Extra £2m to mitigate the impact of COVID-19
Scotland’s four science centres are being offered an extra £2 million in emergency funding to help weather the effects of the coronavirus (COVID-19) pandemic.
The money is on top of annual funding of £2.67 million from the Scottish Government, and means they will be able to start to re-open in the autumn, with safeguards in place to protect visitors.
Since closing their doors in March, the centres – which employ around 400 staff – have continued to engage with school pupils of all ages, teachers, families and the wider public, including via video-based content.
Science Minister Richard Lochhead said:
“Our science centres are a valuable national asset, and even though they are currently closed to visitors, they have continued to deliver STEM learning opportunities through the creative and innovative use of online learning.
“From daily online videos and weekly themed home-learning programmes to stay-at-home science and STEM care packages, they have been providing valuable resources to support parents, teachers and young people during the school closures.
“Science, technology, engineering and maths impact our everyday lives and this has never been more relevant than in the current global pandemic. The huge contributions of Scotland’s STEM-related research and industry have being highlighted nationally and internationally throughout the COVID-19 crisis.
“This extra money puts our science centres in a stronger position to continue to showcase Scottish research and industry excellence in STEM, inspiring our young people and supporting their learning, while helping Scotland realise its ambitions as a science and innovation nation.”

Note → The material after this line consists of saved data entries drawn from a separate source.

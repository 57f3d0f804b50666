//! Package providers
//!
//! A provider is a filtered view over a dependency registry that is
//! evaluated when asked, never when built. Manifest synthesizers hold one
//! and pull from it during synthesis, so declarations made after the
//! synthesizer was constructed still reach the manifest.

use crate::dependencies::{Dependencies, Dependency, DependencyType};

/// Source of the packages a manifest lists
pub trait PackageProvider {
    /// The matching dependencies at the moment of the call, in
    /// declaration order.
    fn packages(&self) -> Vec<Dependency>;
}

/// Provider selecting every dependency of one [`DependencyType`]
#[derive(Debug, Clone)]
pub struct TypedPackageProvider {
    deps: Dependencies,
    kind: DependencyType,
}

impl TypedPackageProvider {
    pub fn new(deps: Dependencies, kind: DependencyType) -> Self {
        Self { deps, kind }
    }

    /// Runtime dependencies of the registry.
    pub fn runtime(deps: Dependencies) -> Self {
        Self::new(deps, DependencyType::Runtime)
    }

    /// Development-environment dependencies of the registry.
    pub fn devenv(deps: Dependencies) -> Self {
        Self::new(deps, DependencyType::Devenv)
    }

    pub fn kind(&self) -> DependencyType {
        self.kind
    }
}

impl PackageProvider for TypedPackageProvider {
    fn packages(&self) -> Vec<Dependency> {
        self.deps.of_type(self.kind)
    }
}

#[cfg(test)]
mod tests {
    use super::*;

    #[test]
    fn provider_sees_later_declarations() {
        let deps = Dependencies::new();
        let provider = TypedPackageProvider::runtime(deps.clone());
        assert!(provider.packages().is_empty());

        deps.add_dependency("requests@^2.0", DependencyType::Runtime)
            .unwrap();

        let names: Vec<_> = provider
            .packages()
            .iter()
            .map(|d| d.name().to_string())
            .collect();
        assert_eq!(names, vec!["requests"]);
    }

    #[test]
    fn provider_is_usable_as_trait_object() {
        let deps = Dependencies::new();
        deps.add_dependency("pytest", DependencyType::Devenv).unwrap();
        let provider: Box<dyn PackageProvider> = Box::new(TypedPackageProvider::devenv(deps));
        assert_eq!(provider.packages().len(), 1);
    }
}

Glasgow Science Centre, Dynamic Earth in Edinburgh, Dundee Science Centre, and Aberdeen Science Centre collectively attract around 700,000 visitors and engage with a total of 1.5 million people of all ages annually – within the centres and through outreach and community programmes – playing a vital role in supporting education practitioners, schools, families and communities in every area of Scotland.
The four sites support access to public science engagement as part of the Scottish Government’s STEM Education and Training Strategy by stimulating debate and discussion around science and promoting science-based careers across a wide range of audiences of all ages and from all backgrounds.